When people are in a hospital they get much less sleep, wake up more often during the night and awaken earlier in the morning than they do when they’re in their own homes, reports a study published recently in JAMA Internal Medicine.
Yes, yes. Those findings may make this seem like a “duh” study. Anybody who has spent a night in a hospital knows only too well that a host of factors can interfere with sleep in those institutions. Some are patient-related, like pain and worry, while others are hospital-related, like noise and being awoken for medical tests and procedures.
Yet, despite the ubiquitousness of the problem — or perhaps because of it — hospitals need to figure out ways of minimizing it. That’s because sleep deprivation in hospitals has been linked to a host of medical complications. Not getting enough sleep can, for example, negatively affect the way the body’s immune and endocrine systems work, thus interfering with healing. Interrupted sleep can also play havoc with blood pressure, raising the risk of a heart attack or stroke.
In addition, sleep deprivation increases the risk of a hospitalized patient becoming delirious or experiencing a fall.
“When our patients relate their difficulty sleeping in the hospital, they are not reporting only a nuisance but also a direct contributor to adverse outcomes, even mortality,” write the authors of a commentary that accompanies the study.
A ‘flash mob’ survey
To find out just how bad the sleep deprivation problem is at hospitals, a team of Dutch scientists used a “flash mob” research technique. On a single day — February 22, 2017 — they descended on 39 Dutch hospitals to survey 2,005 patients. The patients ranged in age from 18 to 81, although half of them were over the age of 68.
All the patients had spent at least the night before the survey day in a general hospital ward. The researchers did not survey patients from intensive care, coronary care or stroke units.
When the survey data was analyzed, it revealed that the patients reported sleeping an average of one hour and 23 minutes less in a hospital bed than they did in their own bed at home. They also woke up an average of 3.3 times per night in the hospital compared to 2.0 times a night at home.
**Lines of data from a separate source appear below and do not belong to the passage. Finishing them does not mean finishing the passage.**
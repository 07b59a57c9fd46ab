//! History module - append-only records of evaluated answers

/// A history entry to be appended
#[derive(Debug, Clone, PartialEq, Eq)]
pub struct NewHistoryRecord {
    /// Language of the source sentence
    pub source_language: String,

    /// Language the learner answered in
    pub target_language: String,

    /// Sentence shown to the learner
    pub source_text: String,

    /// The learner's answer
    pub user_input: String,

    /// Serialized `EvaluationResult`
    pub feedback: String,
}

/// A stored history entry
#[derive(Debug, Clone, PartialEq, Eq)]
pub struct HistoryRecord {
    /// Store-assigned identifier
    pub id: i64,

    /// Unix timestamp (seconds) of the append
    pub timestamp: u64,

    /// Language of the source sentence
    pub source_language: String,

    /// Language the learner answered in
    pub target_language: String,

    /// Sentence shown to the learner
    pub source_text: String,

    /// The learner's answer
    pub user_input: String,

    /// Serialized `EvaluationResult`
    pub feedback: String,
}
//! Interactive practice loop.
//!
//! Items are numbered from 1 at the prompt and mapped to 0-based session
//! indices here.

use crate::config::app_dir;
use crate::error::{CliError, Result};
use crate::output::Formatter;
use rustyline::error::ReadlineError;
use rustyline::DefaultEditor;
use std::fmt::Display;
use std::path::PathBuf;
use switchlang_domain::traits::{HistoryStore, LlmProvider};
use switchlang_domain::DifficultyTier;
use switchlang_tutor::{PracticeSession, Tutor};
use tracing::debug;

/// Everything the practice loop works on.
pub struct PracticeContext<L, H>
where
    L: LlmProvider,
    H: HistoryStore,
{
    tutor: Tutor<L>,
    history: H,
    session: PracticeSession,
    tier: DifficultyTier,
    count: usize,
    last_unresolved: Vec<usize>,
}

impl<L, H> PracticeContext<L, H>
where
    L: LlmProvider,
    L::Error: Display,
    H: HistoryStore,
    H::Error: Display,
{
    /// Create a context around an initial session.
    pub fn new(
        tutor: Tutor<L>,
        history: H,
        session: PracticeSession,
        tier: DifficultyTier,
        count: usize,
    ) -> Self {
        Self {
            tutor,
            history,
            session,
            tier,
            count,
            last_unresolved: Vec::new(),
        }
    }

    /// The current session.
    pub fn session(&self) -> &PracticeSession {
        &self.session
    }

    /// The history store.
    pub fn history(&self) -> &H {
        &self.history
    }

    /// The tutor.
    pub fn tutor(&self) -> &Tutor<L> {
        &self.tutor
    }

    /// Items the last batch check sent but got no feedback for.
    pub fn last_unresolved(&self) -> &[usize] {
        &self.last_unresolved
    }
}

/// Whether the loop keeps going after a command.
#[derive(Debug, Clone, Copy, PartialEq, Eq)]
pub enum Flow {
    Continue,
    Exit,
}

/// A parsed practice-loop command.
#[derive(Debug, Clone, PartialEq, Eq)]
pub enum PracticeCommand {
    /// Set the answer for an item
    Answer { index: usize, text: String },
    /// Batch-check all pending items, or single-check one
    Check(Option<usize>),
    /// Re-check items the last batch left without feedback
    Retry,
    /// Show all items
    List,
    /// Show one item's feedback
    Show(usize),
    /// Switch language pair
    Lang { source: String, target: String },
    /// Replace the session with freshly generated expressions
    New,
    Help,
    Exit,
}

/// Run the interactive practice loop.
pub fn run_practice<L, H>(context: &mut PracticeContext<L, H>, formatter: &Formatter) -> Result<()>
where
    L: LlmProvider,
    L::Error: Display,
    H: HistoryStore,
    H::Error: Display,
{
    println!(
        "{}",
        formatter.info("SwitchLang practice - Type 'help' for commands, 'exit' to quit")
    );
    println!();
    if !context.session.is_empty() {
        println!("{}", formatter.format_session(&context.session));
    }

    let mut editor = DefaultEditor::new()?;

    let history_path = get_history_path()?;
    let _ = editor.load_history(&history_path);

    loop {
        let prompt = format!(
            "[{} → {}]> ",
            context.session.source_language(),
            context.session.target_language()
        );

        match editor.readline(&prompt) {
            Ok(line) => {
                let line = line.trim();

                if line.is_empty() {
                    continue;
                }

                editor.add_history_entry(line).ok();

                match parse_practice_command(line) {
                    Ok(command) => match execute_practice_command(command, context, formatter) {
                        Ok(Flow::Exit) => break,
                        Ok(Flow::Continue) => {}
                        Err(e) => eprintln!("{}", formatter.error(&e.to_string())),
                    },
                    Err(e) => {
                        eprintln!("{}", formatter.error(&e.to_string()));
                    }
                }
            }
            Err(ReadlineError::Interrupted) => {
                println!("{}", formatter.info("Use 'exit' to quit"));
            }
            Err(ReadlineError::Eof) => {
                break;
            }
            Err(err) => {
                eprintln!("{}", formatter.error(&format!("Error: {}", err)));
                break;
            }
        }
    }

    editor.save_history(&history_path).ok();
    println!("{}", formatter.format_progress(&context.session.progress()));

    Ok(())
}

/// Parse one input line.
pub fn parse_practice_command(line: &str) -> Result<PracticeCommand> {
    let line = line.trim();
    let (head, rest) = match line.split_once(char::is_whitespace) {
        Some((head, rest)) => (head, rest.trim()),
        None => (line, ""),
    };

    match head {
        "exit" | "quit" | "q" => Ok(PracticeCommand::Exit),
        "help" | "?" => Ok(PracticeCommand::Help),
        "list" | "ls" => Ok(PracticeCommand::List),
        "retry" => Ok(PracticeCommand::Retry),
        "new" => Ok(PracticeCommand::New),
        "check" => {
            if rest.is_empty() {
                Ok(PracticeCommand::Check(None))
            } else {
                Ok(PracticeCommand::Check(Some(parse_item_number(rest)?)))
            }
        }
        "show" => {
            if rest.is_empty() {
                return Err(CliError::InvalidInput("Usage: show <n>".to_string()));
            }
            Ok(PracticeCommand::Show(parse_item_number(rest)?))
        }
        "answer" | "a" => parse_answer(rest),
        "lang" => {
            let parts: Vec<&str> = rest.split_whitespace().collect();
            match parts.as_slice() {
                [source, target] => Ok(PracticeCommand::Lang {
                    source: source.to_string(),
                    target: target.to_string(),
                }),
                _ => Err(CliError::InvalidInput(
                    "Usage: lang <source> <target>".to_string(),
                )),
            }
        }
        // "<n> <text>" is shorthand for answer
        _ if head.chars().all(|c| c.is_ascii_digit()) => parse_answer(line),
        _ => Err(CliError::InvalidInput(format!(
            "Unknown command: {}. Type 'help' for available commands.",
            head
        ))),
    }
}

/// Execute one command against the context.
pub fn execute_practice_command<L, H>(
    command: PracticeCommand,
    context: &mut PracticeContext<L, H>,
    formatter: &Formatter,
) -> Result<Flow>
where
    L: LlmProvider,
    L::Error: Display,
    H: HistoryStore,
    H::Error: Display,
{
    match command {
        PracticeCommand::Exit => {
            println!("{}", formatter.info("Goodbye!"));
            return Ok(Flow::Exit);
        }
        PracticeCommand::Help => print_help(formatter),
        PracticeCommand::List => {
            println!("{}", formatter.format_session(&context.session));
            println!("{}", formatter.format_progress(&context.session.progress()));
        }
        PracticeCommand::Answer { index, text } => {
            context.session.set_input(index, text)?;
            println!("{}", formatter.success(&format!("Saved answer for #{}", index + 1)));
        }
        PracticeCommand::Check(Some(index)) => {
            let result = context
                .session
                .check_item(index, &context.tutor, &mut context.history)?;
            if context.session.item(index).is_some_and(|i| i.feedback.is_some()) {
                context.last_unresolved.retain(|&i| i != index);
            }
            println!("#{}", index + 1);
            println!("{}", formatter.format_evaluation(&result)?);
        }
        PracticeCommand::Check(None) => {
            if context.session.pending_indices().is_empty() {
                println!(
                    "{}",
                    formatter.info("Nothing to check. Answer an item first with 'answer <n> <text>'.")
                );
            } else {
                check_pending(context, None, formatter)?;
            }
        }
        PracticeCommand::Retry => {
            if context.last_unresolved.is_empty() {
                println!("{}", formatter.info("Nothing to retry."));
            } else {
                let unresolved = context.last_unresolved.clone();
                check_pending(context, Some(&unresolved), formatter)?;
            }
        }
        PracticeCommand::Show(index) => {
            let item = context
                .session
                .item(index)
                .ok_or_else(|| CliError::InvalidInput(format!("No item #{}", index + 1)))?;
            println!("#{} {}", index + 1, item.source_text);
            match &item.feedback {
                Some(feedback) => {
                    println!("{}", formatter.format_evaluation(feedback)?);
                }
                None => println!("{}", formatter.info("Not evaluated yet.")),
            }
        }
        PracticeCommand::Lang { source, target } => {
            context.session = context.session.with_languages(source, target);
            context.last_unresolved.clear();
            println!(
                "{}",
                formatter.success(&format!(
                    "Now practicing {} → {}. Answers were cleared.",
                    context.session.source_language(),
                    context.session.target_language()
                ))
            );
        }
        PracticeCommand::New => {
            let session = PracticeSession::generate(
                &context.tutor,
                context.session.source_language(),
                context.session.target_language(),
                context.count,
                context.tier,
            );
            if session.is_empty() {
                println!(
                    "{}",
                    formatter.warning("The backend returned no expressions; keeping the current items.")
                );
            } else {
                context.session = session;
                context.last_unresolved.clear();
                println!("{}", formatter.format_session(&context.session));
            }
        }
    }

    Ok(Flow::Continue)
}

/// Batch-check every pending item, or only `only` when given.
fn check_pending<L, H>(
    context: &mut PracticeContext<L, H>,
    only: Option<&[usize]>,
    formatter: &Formatter,
) -> Result<()>
where
    L: LlmProvider,
    L::Error: Display,
    H: HistoryStore,
    H::Error: Display,
{
    let outcome = match only {
        Some(indices) => context
            .session
            .check_only(indices, &context.tutor, &mut context.history),
        None => context
            .session
            .check_pending(&context.tutor, &mut context.history),
    };
    debug!(
        "Batch check applied {:?}, unresolved {:?}",
        outcome.applied, outcome.unresolved
    );

    for &index in &outcome.applied {
        if let Some(feedback) = context.session.item(index).and_then(|i| i.feedback.as_ref()) {
            println!("#{}", index + 1);
            println!("{}", formatter.format_evaluation(feedback)?);
        }
    }

    if !outcome.applied.is_empty() {
        println!(
            "{}",
            formatter.success(&format!("Evaluated {} item(s)", outcome.applied.len()))
        );
    }
    if !outcome.unresolved.is_empty() {
        let numbers: Vec<String> = outcome
            .unresolved
            .iter()
            .map(|i| format!("#{}", i + 1))
            .collect();
        println!(
            "{}",
            formatter.warning(&format!(
                "No feedback for {}. Type 'retry' to try again.",
                numbers.join(", ")
            ))
        );
    }

    context.last_unresolved = outcome.unresolved;
    Ok(())
}

/// Parse "<n> <text>".
fn parse_answer(args: &str) -> Result<PracticeCommand> {
    let usage = || CliError::InvalidInput("Usage: answer <n> <text>".to_string());

    let (number, text) = args.trim().split_once(char::is_whitespace).ok_or_else(usage)?;
    let text = text.trim();
    if text.is_empty() {
        return Err(usage());
    }

    Ok(PracticeCommand::Answer {
        index: parse_item_number(number)?,
        text: text.to_string(),
    })
}

/// Parse a 1-based item number into a session index.
fn parse_item_number(s: &str) -> Result<usize> {
    match s.trim().parse::<usize>() {
        Ok(n) if n >= 1 => Ok(n - 1),
        _ => Err(CliError::InvalidInput(format!(
            "'{}' is not an item number (items start at 1)",
            s.trim()
        ))),
    }
}

fn get_history_path() -> Result<PathBuf> {
    let dir = app_dir()?;
    std::fs::create_dir_all(&dir)?;
    Ok(dir.join("practice_history.txt"))
}

fn print_help(formatter: &Formatter) {
    println!("{}", formatter.info("Available commands:"));
    println!();
    println!("  answer <n> <text>     - Set your answer for item n (or just: <n> <text>)");
    println!("  check                 - Evaluate every answered item in one request");
    println!("  check <n>             - Evaluate item n on its own");
    println!("  retry                 - Re-check items the last check left without feedback");
    println!("  list                  - Show all items and their status");
    println!("  show <n>              - Show feedback for item n");
    println!("  lang <source> <target> - Switch languages (clears answers)");
    println!("  new                   - Generate a fresh set of expressions");
    println!("  help, ?               - Show this help");
    println!("  exit, quit, q         - Leave practice");
    println!();
}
And they awakened in the morning an average of 44 minutes earlier than at home.
In two thirds of the cases, hospital-related factors were the source of the sleep disruptions. The most common factors were noises made by other patients (cited by 23.6 percent of the survey’s respondents) and middle-of-the-night awakenings by the medical staff (cited by 20.1 percent of the respondents).
The leading patient-related factor behind nocturnal awakenings was a need to use a toilet (cited by 21.6 percent of the patients).
Only 28.2 percent of the patients said their morning awakening in the hospital had been spontaneous. The rest said it had been caused by hospital staff, the noise of other patients or other hospital-related factors.
Interestingly, the study found no significant difference in the quantity and quality of sleep reported by patients who slept in a private hospital room versus those who shared a room with other patients.
“A probable explanation is that in most Dutch hospitals, the sickest patients are prioritized for sleeping in a single room because of scarcity and need for more care-related disruptions,” the researchers explain.
Limitations and implications
The study comes with several important caveats. Most notably, it relies on participants to recall how much they slept while in the hospital and on a typical night at home. Such information is subject to bias, particularly since patients may have overly positive estimates of their in-home sleep habits.
In addition, the survey did not collect the patients’ clinical data, such as the severity of their illness, how much pain they were experiencing or what medications they were taking. The lack of such data limits the generalizability of the findings.
Also, this study involved only patients in Dutch hospitals. Its results, therefore, may not be transferable to other patient populations, including those in the United States.
Still, as the two American doctors who wrote the accompanying commentary stress, the study should serve as “a wake-up call” to U.S. hospital administrators and staff.
“In some cases, the medical necessity of hospital-level care may take precedence over a strategy that optimizes sleep for hospitalized patients,” they write. But these latest findings “build a compelling case for questioning this tradeoff and inciting a much-needed hospital-wide culture change to minimize sleep disruption in the hospital setting.’’
Prioritizing a patient-centered environment
“Most of the sleep-disturbing factors found in our study seem easy to address by incorporating simple changes in nightly hospital routines,” the study authors emphasize.
They point to a recent pilot study which found that educating nurses about how to help patients get a good night’s sleep, minimizing light and noise disturbances, and reducing care-related disruptions and overnight fluids significantly increased the total amount of time patients slept while in the hospital.
The commentary’s writers also point to a long list of interventions that can help decrease sleep disruptions in hospitals — including giving patients less fluids and no caffeine after 3 p.m. and providing them with eye masks, earplugs, extra pillows, and relaxing music at bedtime.
“Only with widespread shifts in current practice and consistent implementation of such interventions can we reconfigure the U.S. hospital as a more humanistic, healing, patient-centered environment where the essential human need for sleep is prioritized,” they stress.
FMI: You’ll find abstracts for both the study and the commentary on the JAMA Internal Medicine website, but, unfortunately, the full papers are behind a paywall.